> **Work request**: Nothing but an exact copy is wanted here: the line with "assert_eq!(threshold_range(-2, 3), vec![1, 2, 3]);" and all the lines that follow it in the entries below.

|---|

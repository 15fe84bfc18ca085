//! Threshold sweep: replay one score timeline under several entry/exit thresholds.
//!
//! Indicators and scores are computed once; only the trade state machine
//! reruns per threshold, in parallel.

use rayon::prelude::*;
use serde::Serialize;

use scorelab_core::{backtest_trades, BarScore, Candle, SilentLog, TradeAction, TradeStats};

/// Outcome of one threshold.
#[derive(Debug, Clone, PartialEq, Serialize)]
pub struct SweepPoint {
    pub threshold: i32,
    pub round_trips: usize,
    pub stats: TradeStats,
}

/// Inclusive threshold range `lo..=hi`, skipping values below 1.
pub fn threshold_range(lo: i32, hi: i32) -> Vec<i32> {
    (lo.max(1)..=hi).collect()
}

/// Run the state machine once per threshold. Results keep the input order.
pub fn sweep_thresholds(
    scores: &[BarScore],
    candles: &[Candle],
    thresholds: &[i32],
) -> Vec<SweepPoint> {
    thresholds
        .par_iter()
        .filter(|&&t| t >= 1)
        .map(|&threshold| {
            let log = backtest_trades(scores, candles, threshold, &SilentLog);
            let round_trips = log
                .trades
                .iter()
                .filter(|t| t.action == TradeAction::Close)
                .count();
            SweepPoint {
                threshold,
                round_trips,
                stats: log.stats(),
            }
        })
        .collect()
}

/// Point with the highest total PnL; the lower threshold wins ties.
pub fn best_by_pnl(points: &[SweepPoint]) -> Option<&SweepPoint> {
    points.iter().fold(None, |best: Option<&SweepPoint>, p| match best {
        Some(b) if b.stats.total_pnl > p.stats.total_pnl => Some(b),
        Some(b) if b.stats.total_pnl == p.stats.total_pnl && b.threshold <= p.threshold => Some(b),
        _ => Some(p),
    })
}

#[cfg(test)]
mod tests {
    use super::*;

    fn timeline(scores: &[i32], prices: &[f64]) -> (Vec<BarScore>, Vec<Candle>) {
        let bars = scores
            .iter()
            .enumerate()
            .map(|(i, &s)| {
                let mut bar = BarScore::new(i);
                bar.score = s;
                bar
            })
            .collect();
        let candles = prices
            .iter()
            .enumerate()
            .map(|(i, &p)| Candle::from_close(format!("d{i}"), p))
            .collect();
        (bars, candles)
    }

    #[test]
    fn higher_threshold_trades_less() {
        let (bars, candles) = timeline(
            &[2, 0, -2, 0, 4, 0, -4],
            &[10.0, 10.5, 11.0, 11.0, 12.0, 12.5, 14.0],
        );
        let points = sweep_thresholds(&bars, &candles, &[2, 4, 5]);
        assert_eq!(points.len(), 3);
        assert_eq!(points[0].threshold, 2);
        assert_eq!(points[0].round_trips, 2);
        assert_eq!(points[1].round_trips, 1);
        assert_eq!(points[1].stats.total_pnl, 2.0);
        assert_eq!(points[2].round_trips, 0);
    }

    #[test]
    fn invalid_thresholds_are_dropped() {
        let (bars, candles) = timeline(&[0, 0], &[1.0, 1.0]);
        let points = sweep_thresholds(&bars, &candles, &[0, -1, 1]);
        assert_eq!(points.len(), 1);
        assert_eq!(threshold_range(-2, 3), vec![1, 2, 3]);
    }

    #[test]
    fn best_prefers_lower_threshold_on_tie() {
        let point = |threshold, total_pnl| SweepPoint {
            threshold,
            round_trips: 1,
            stats: TradeStats {
                total_pnl,
                ..TradeStats::default()
            },
        };
        let points = vec![point(1, 1.0), point(2, 3.0), point(3, 3.0)];
        assert_eq!(best_by_pnl(&points).unwrap().threshold, 2);
        assert!(best_by_pnl(&[]).is_none());
    }
}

|---|

> **Answer box**:
        assert_eq!(threshold_range(-2, 3), vec![1, 2, 3]);
    }

    #[test]
    fn best_prefers_lower_threshold_on_tie() {
        let point = |threshold, total_pnl| SweepPoint {
            threshold,
            round_trips: 1,
            stats: TradeStats {
                total_pnl,
                ..TradeStats::default()
            },
        };
        let points = vec![point(1, 1.0), point(2, 3.0), point(3, 3.0)];
        assert_eq!(best_by_pnl(&points).unwrap().threshold, 2);
        assert!(best_by_pnl(&[]).is_none());
    }
}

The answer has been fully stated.